Remember Mike from Day 146? You may recall that he works as a Physical Therapist at a Rockville, MD PT clinic. He shared my story with his boss Bill. They graciously offered for me to come in to their clinic at no cost for some PT sessions on my neck and back to see if I can improve the pain that I have. Isnt’that incredibly nice of them! It means a lot to me. Thank you guys! I look forward to the day when I no longer have pain and numbness in my neck, arm, and hand.
After my first session, I was feeling good. I went out that day with a little more pep in my step and my posture a little better.
Some days I find myself walking around the city…seeing potential recipients but never thinking that they are the right person for that day. I passed all kinds of people who I debated giving my $10 to, but for some reason I kept on walking. I walked all over the city, 67 blocks in total. The light rain was just enough to keep my umbrella up the entire time, but I didn’t mind. I started to get hungry though and decided to make my way over to John’s burrito stand. On my way over my cousin Cheryl called and we talked until I came face to face with a large protest that had taken over the intersection of 15th and K Street. The mix of angry cries for justice and police bullhorns trying to control the situation was making it difficult to talk on the phone, so we hung up and I went to find out what was going on. This is when I ran into Joan.

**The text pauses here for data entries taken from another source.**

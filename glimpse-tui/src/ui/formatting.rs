use std::collections::HashMap;

use chrono::{DateTime, Utc};
use glimpse_types::{Comment, UserDetail};

/// Resolve a comment's author label from the per-load lookup cache.
/// Unresolvable authors render as a fallback label, not an error.
pub fn commenter_label(comment: &Comment, details: &HashMap<i64, UserDetail>) -> String {
    comment
        .user_id
        .and_then(|id| details.get(&id))
        .map(|d| d.full_name())
        .filter(|name| !name.is_empty())
        .unwrap_or_else(|| "Unknown user".to_string())
}

/// Compact relative age for comment rows.
pub fn relative_time(timestamp: DateTime<Utc>, now: DateTime<Utc>) -> String {
    let elapsed = now.signed_duration_since(timestamp);

    if elapsed.num_seconds() < 60 {
        "now".to_string()
    } else if elapsed.num_minutes() < 60 {
        format!("{}m", elapsed.num_minutes())
    } else if elapsed.num_hours() < 24 {
        format!("{}h", elapsed.num_hours())
    } else if elapsed.num_days() < 7 {
        format!("{}d", elapsed.num_days())
    } else {
        timestamp.format("%b %d").to_string()
    }
}

/// Truncate to a display width, appending an ellipsis when cut.
pub fn truncate(s: &str, max_chars: usize) -> String {
    if s.chars().count() <= max_chars {
        return s.to_string();
    }
    let cut: String = s.chars().take(max_chars.saturating_sub(1)).collect();
    format!("{}…", cut)
}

Joan, a retired small business owner living in DC, was holding one end of a banner that read, “WE WANT OUR $$$ BACK!” Although I hadn’t taken her money, in fact, I didn’t even know Joan, I hoped that my offer to give her $10 back might help her and her colleagues out. Thankfully Joan wasn’t mad at me. She was fed up with big businesses and lobbyists owning our government. She feels that they have taken all the power away from the people.
As a CODEPINK activist , Joan actively participates in protests that the grassroots peace and social justice organization puts on. The organization emerged out of a desperate desire by a group of American women to stop the Bush administration from invading Iraq. On November 17, 2002 CODEPINK was launched when a group of women set up for a 4-month all-day vigil in front of the White House during the cold of winter. I wonder if they went over and spoke with Connie and Thomas at the Peace Vigil. Anyway, they inspired people (mostly women) from all walks of life, and from all over the country, to stand for peace. Now the organization has grown international.
On this specific day she was a little disappointed because CODEPINK received information about the protest very late which limits their ability to mobilize and produce a large turnout. She cites messaging and timing as areas that need improvement in these types of protests. Despite falling short of her expectations, the protest still managed to attract an estimated 1,000-1,500 people. Plus it shut down a major corridor of transportation. Their location at 15th and K was no coincidence given that K Street has long been home to a sea of lobbyist offices.
As Joan and I started to talk, the mass of people began to march South on 15th Street. I tagged along and pulled my video camera out and started to record.
The march came to a halt near the White House and I parted ways. Later they went on to Capitol Hill to voice their disapproval of BP at the Homeland Security Committee Senate hearing where BP America President Lamar McKay testified. CBS News later reported that “only three Senators – Joseph Lieberman, Susan Collins, and Mark Pryor – of the 17-member Homeland Security Committee showed up to ask any questions at all.” In fact, Lieberman and Collins reportedly praised McKay for his cooperation and dismissed him in less than 45 minutes.